Reasons for coming to Sydney were stated as:
A. To find work 99
B. To find accommodation 65
C. Illness of self or relative 81
D. Social 15
E. Other reasons 13
It was noted that fifty-one of the total of 208 children were ‘not living with parents or with one parent normally responsible for their care and up-bringing’. In forty-three cases, the reasons offered, in order of importance, were lack of accommodation, removal by the Child Welfare authority, and illness. Extended family arrangements accounted for only six such cases, where the child was stated to be residing with grandmother.
Just half the adults included in the survey had been living in this area for over three years. Other evidence indicates two directions of movement out from such areas – back to the country town or into the outer suburbs. This was a typical area for Aboriginal experiment in big city life.

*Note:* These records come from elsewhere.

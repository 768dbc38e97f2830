// Copyright 2021 Cargill Incorporated
//
// Licensed under the Apache License, Version 2.0 (the "License");
// you may not use this file except in compliance with the License.
// You may obtain a copy of the License at
//
//     http://www.apache.org/licenses/LICENSE-2.0
//
// Unless required by applicable law or agreed to in writing, software
// distributed under the License is distributed on an "AS IS" BASIS,
// WITHOUT WARRANTIES OR CONDITIONS OF ANY KIND, either express or implied.
// See the License for the specific language governing permissions and
// limitations under the License.

//! Keys and queries that locate cold chain records in the ledger.

use crate::ledger::{create_composite_key, ContextError};

/// Private collection holding vaccine batches.
pub const BATCH_COLLECTION: &str = "BatchCollection";
/// Object type of the temperature log composite key.
pub const TEMPERATURE_LOG_OBJECT_TYPE: &str = "TempLog";
/// Prefix of the public key holding a batch's delivery status.
pub const DELIVERY_PREFIX: &str = "DELIVERY_";

pub const VACCINE_BATCH_DOC_TYPE: &str = "vaccineBatch";
pub const TEMPERATURE_LOG_ASSET_TYPE: &str = "TemperatureLog";

pub fn compute_delivery_status_address(batch_id: &str) -> String {
    format!("{}{}", DELIVERY_PREFIX, batch_id)
}

/// Composite key `TempLog[batch_id, timestamp]`.
pub fn compute_temperature_log_address(
    batch_id: &str,
    timestamp: &str,
) -> Result<String, ContextError> {
    create_composite_key(TEMPERATURE_LOG_OBJECT_TYPE, &[batch_id, timestamp])
}

/// Rich query selecting every vaccine batch document.
pub fn batch_selector_query() -> String {
    serde_json::json!({ "selector": { "docType": VACCINE_BATCH_DOC_TYPE } }).to_string()
}

#[cfg(test)]
mod tests {
    use super::*;
    use crate::ledger::split_composite_key;

    #[test]
    fn test_delivery_status_address() {
        assert_eq!(compute_delivery_status_address("B1"), "DELIVERY_B1");
    }

    #[test]
    fn test_temperature_log_address_splits_back() {
        let key = compute_temperature_log_address("B1", "2021-06-01T10:00:00Z").unwrap();
        let (object_type, attributes) = split_composite_key(&key).unwrap();
        assert_eq!(object_type, TEMPERATURE_LOG_OBJECT_TYPE);
        assert_eq!(attributes, vec!["B1", "2021-06-01T10:00:00Z"]);
    }

    #[test]
    fn test_batch_selector_query() {
        let query: serde_json::Value = serde_json::from_str(&batch_selector_query()).unwrap();
        assert_eq!(query["selector"]["docType"], "vaccineBatch");
    }
}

Some later work by Mrs Pamela Beasley indicates that those families which do establish homes in the capital are likely, on the average, to be better off for living space than they were in the country area, for it is simply not possible to live in a fringe-dweller’s shack in the city. The only ‘self-built’ shacks seen were on the Aboriginal reserve (and just off it) at La Perouse, which is a fringe-dwellers’ settlement now surrounded by the expanding city, and illustrating many of the social problems of such dwelling areas. For the city as a whole, Mrs Beasley found an average sized of 5.5 rooms, somewhat below the urban average for New South Wales, but well above that for Aboriginal housing found in our rural survey. Yet there were 1.25 persons per room as compared with 0.67, the Australian average in 1961. (Our rural average was 1.63.) Even in the better conditions of Sydney there was a good deal of obvious overcrowding, with over 70 percent of Aborigines subject to accommodation pressure of two or more persons per room. Here again, the situation was favourable when compared with our country town sample.